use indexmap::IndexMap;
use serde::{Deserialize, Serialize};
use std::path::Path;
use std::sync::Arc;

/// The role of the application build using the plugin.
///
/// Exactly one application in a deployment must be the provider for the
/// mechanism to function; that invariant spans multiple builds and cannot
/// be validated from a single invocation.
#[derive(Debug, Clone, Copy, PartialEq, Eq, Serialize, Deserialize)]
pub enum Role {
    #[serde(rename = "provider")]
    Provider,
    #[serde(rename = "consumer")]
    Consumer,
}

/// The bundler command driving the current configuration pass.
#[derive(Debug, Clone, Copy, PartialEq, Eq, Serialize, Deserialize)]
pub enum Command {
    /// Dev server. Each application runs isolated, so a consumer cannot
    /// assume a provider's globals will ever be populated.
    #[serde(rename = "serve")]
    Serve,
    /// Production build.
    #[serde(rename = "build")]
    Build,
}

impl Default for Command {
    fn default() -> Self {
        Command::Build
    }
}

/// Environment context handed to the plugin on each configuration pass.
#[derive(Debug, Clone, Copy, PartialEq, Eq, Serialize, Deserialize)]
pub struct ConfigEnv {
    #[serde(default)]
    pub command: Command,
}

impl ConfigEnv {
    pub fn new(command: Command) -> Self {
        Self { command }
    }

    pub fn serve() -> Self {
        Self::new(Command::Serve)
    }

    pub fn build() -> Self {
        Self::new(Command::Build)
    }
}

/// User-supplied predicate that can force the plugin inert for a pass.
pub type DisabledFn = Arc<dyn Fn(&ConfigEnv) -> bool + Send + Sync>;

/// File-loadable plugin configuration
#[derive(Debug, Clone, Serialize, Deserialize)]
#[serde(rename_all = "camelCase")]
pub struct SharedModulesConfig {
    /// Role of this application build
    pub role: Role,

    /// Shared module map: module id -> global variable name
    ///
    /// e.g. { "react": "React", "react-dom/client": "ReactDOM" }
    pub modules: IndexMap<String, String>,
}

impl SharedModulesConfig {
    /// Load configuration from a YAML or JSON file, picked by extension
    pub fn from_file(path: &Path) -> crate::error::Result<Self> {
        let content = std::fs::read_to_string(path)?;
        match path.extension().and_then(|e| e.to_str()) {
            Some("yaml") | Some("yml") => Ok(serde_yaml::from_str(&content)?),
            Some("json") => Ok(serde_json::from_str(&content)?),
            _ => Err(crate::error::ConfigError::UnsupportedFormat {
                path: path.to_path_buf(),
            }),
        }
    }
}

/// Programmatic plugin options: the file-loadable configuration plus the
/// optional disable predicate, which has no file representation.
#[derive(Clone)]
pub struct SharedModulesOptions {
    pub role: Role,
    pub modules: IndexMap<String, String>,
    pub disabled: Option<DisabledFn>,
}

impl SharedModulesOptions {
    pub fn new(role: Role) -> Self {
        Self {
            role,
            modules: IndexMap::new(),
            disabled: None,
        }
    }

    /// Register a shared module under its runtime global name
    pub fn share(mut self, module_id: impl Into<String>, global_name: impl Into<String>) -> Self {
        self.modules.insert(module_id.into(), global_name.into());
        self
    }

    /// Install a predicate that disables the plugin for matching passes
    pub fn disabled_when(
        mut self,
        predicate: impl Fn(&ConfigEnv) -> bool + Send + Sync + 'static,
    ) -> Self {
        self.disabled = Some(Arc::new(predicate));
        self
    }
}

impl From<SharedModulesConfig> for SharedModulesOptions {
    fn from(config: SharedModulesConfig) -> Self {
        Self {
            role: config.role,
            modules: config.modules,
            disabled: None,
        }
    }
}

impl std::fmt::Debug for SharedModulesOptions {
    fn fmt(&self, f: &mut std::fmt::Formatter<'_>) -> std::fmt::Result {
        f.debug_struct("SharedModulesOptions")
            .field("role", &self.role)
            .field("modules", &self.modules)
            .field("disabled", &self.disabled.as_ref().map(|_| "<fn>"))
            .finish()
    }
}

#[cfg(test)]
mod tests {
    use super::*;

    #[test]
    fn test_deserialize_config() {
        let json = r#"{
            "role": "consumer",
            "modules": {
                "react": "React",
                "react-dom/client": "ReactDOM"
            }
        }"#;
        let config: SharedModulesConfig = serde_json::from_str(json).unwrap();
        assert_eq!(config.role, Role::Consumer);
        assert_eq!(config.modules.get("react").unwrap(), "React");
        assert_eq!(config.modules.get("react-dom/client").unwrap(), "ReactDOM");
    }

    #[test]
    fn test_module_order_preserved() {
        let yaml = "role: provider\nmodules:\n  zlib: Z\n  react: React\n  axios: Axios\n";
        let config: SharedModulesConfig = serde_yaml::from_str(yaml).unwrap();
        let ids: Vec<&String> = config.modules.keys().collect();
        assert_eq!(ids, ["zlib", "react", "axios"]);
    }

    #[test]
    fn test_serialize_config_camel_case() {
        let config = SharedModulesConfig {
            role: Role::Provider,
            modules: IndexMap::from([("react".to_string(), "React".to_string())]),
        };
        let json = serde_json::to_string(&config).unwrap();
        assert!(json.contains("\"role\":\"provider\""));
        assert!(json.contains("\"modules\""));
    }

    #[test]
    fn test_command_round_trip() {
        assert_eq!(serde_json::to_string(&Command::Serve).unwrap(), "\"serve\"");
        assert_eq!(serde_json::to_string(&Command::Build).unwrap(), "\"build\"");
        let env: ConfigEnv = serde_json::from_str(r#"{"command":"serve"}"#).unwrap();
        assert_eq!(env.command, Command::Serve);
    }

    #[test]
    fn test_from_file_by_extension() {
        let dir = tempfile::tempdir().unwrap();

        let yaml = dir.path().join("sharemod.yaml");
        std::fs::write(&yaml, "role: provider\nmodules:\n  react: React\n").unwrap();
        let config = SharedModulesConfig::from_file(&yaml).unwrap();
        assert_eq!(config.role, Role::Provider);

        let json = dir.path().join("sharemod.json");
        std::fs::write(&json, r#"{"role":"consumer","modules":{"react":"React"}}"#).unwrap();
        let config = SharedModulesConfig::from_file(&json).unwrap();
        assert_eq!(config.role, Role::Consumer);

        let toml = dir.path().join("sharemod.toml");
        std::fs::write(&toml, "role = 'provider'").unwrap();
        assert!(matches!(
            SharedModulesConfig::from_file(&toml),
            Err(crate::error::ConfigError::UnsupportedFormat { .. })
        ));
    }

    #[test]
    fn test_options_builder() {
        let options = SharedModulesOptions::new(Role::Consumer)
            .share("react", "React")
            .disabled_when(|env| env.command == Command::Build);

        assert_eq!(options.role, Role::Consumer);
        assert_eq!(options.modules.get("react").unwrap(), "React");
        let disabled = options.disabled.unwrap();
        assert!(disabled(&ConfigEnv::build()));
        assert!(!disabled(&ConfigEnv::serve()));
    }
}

━━━━━━━━━━━━━━━━━━━━

§ **Task requirements**
Your task is to repeat the records exactly. Begin at their first line and stop after the line containing "#[derive(Debug, Clone, Serialize, Deserialize)]".

§ **Result of the task**
use indexmap::IndexMap;
use serde::{Deserialize, Serialize};
use std::path::Path;
use std::sync::Arc;

/// The role of the application build using the plugin.
///
/// Exactly one application in a deployment must be the provider for the
/// mechanism to function; that invariant spans multiple builds and cannot
/// be validated from a single invocation.
#[derive(Debug, Clone, Copy, PartialEq, Eq, Serialize, Deserialize)]
pub enum Role {
    #[serde(rename = "provider")]
    Provider,
    #[serde(rename = "consumer")]
    Consumer,
}

/// The bundler command driving the current configuration pass.
#[derive(Debug, Clone, Copy, PartialEq, Eq, Serialize, Deserialize)]
pub enum Command {
    /// Dev server. Each application runs isolated, so a consumer cannot
    /// assume a provider's globals will ever be populated.
    #[serde(rename = "serve")]
    Serve,
    /// Production build.
    #[serde(rename = "build")]
    Build,
}

impl Default for Command {
    fn default() -> Self {
        Command::Build
    }
}

/// Environment context handed to the plugin on each configuration pass.
#[derive(Debug, Clone, Copy, PartialEq, Eq, Serialize, Deserialize)]
pub struct ConfigEnv {
    #[serde(default)]
    pub command: Command,
}

impl ConfigEnv {
    pub fn new(command: Command) -> Self {
        Self { command }
    }

    pub fn serve() -> Self {
        Self::new(Command::Serve)
    }

    pub fn build() -> Self {
        Self::new(Command::Build)
    }
}

/// User-supplied predicate that can force the plugin inert for a pass.
pub type DisabledFn = Arc<dyn Fn(&ConfigEnv) -> bool + Send + Sync>;

/// File-loadable plugin configuration
#[derive(Debug, Clone, Serialize, Deserialize)]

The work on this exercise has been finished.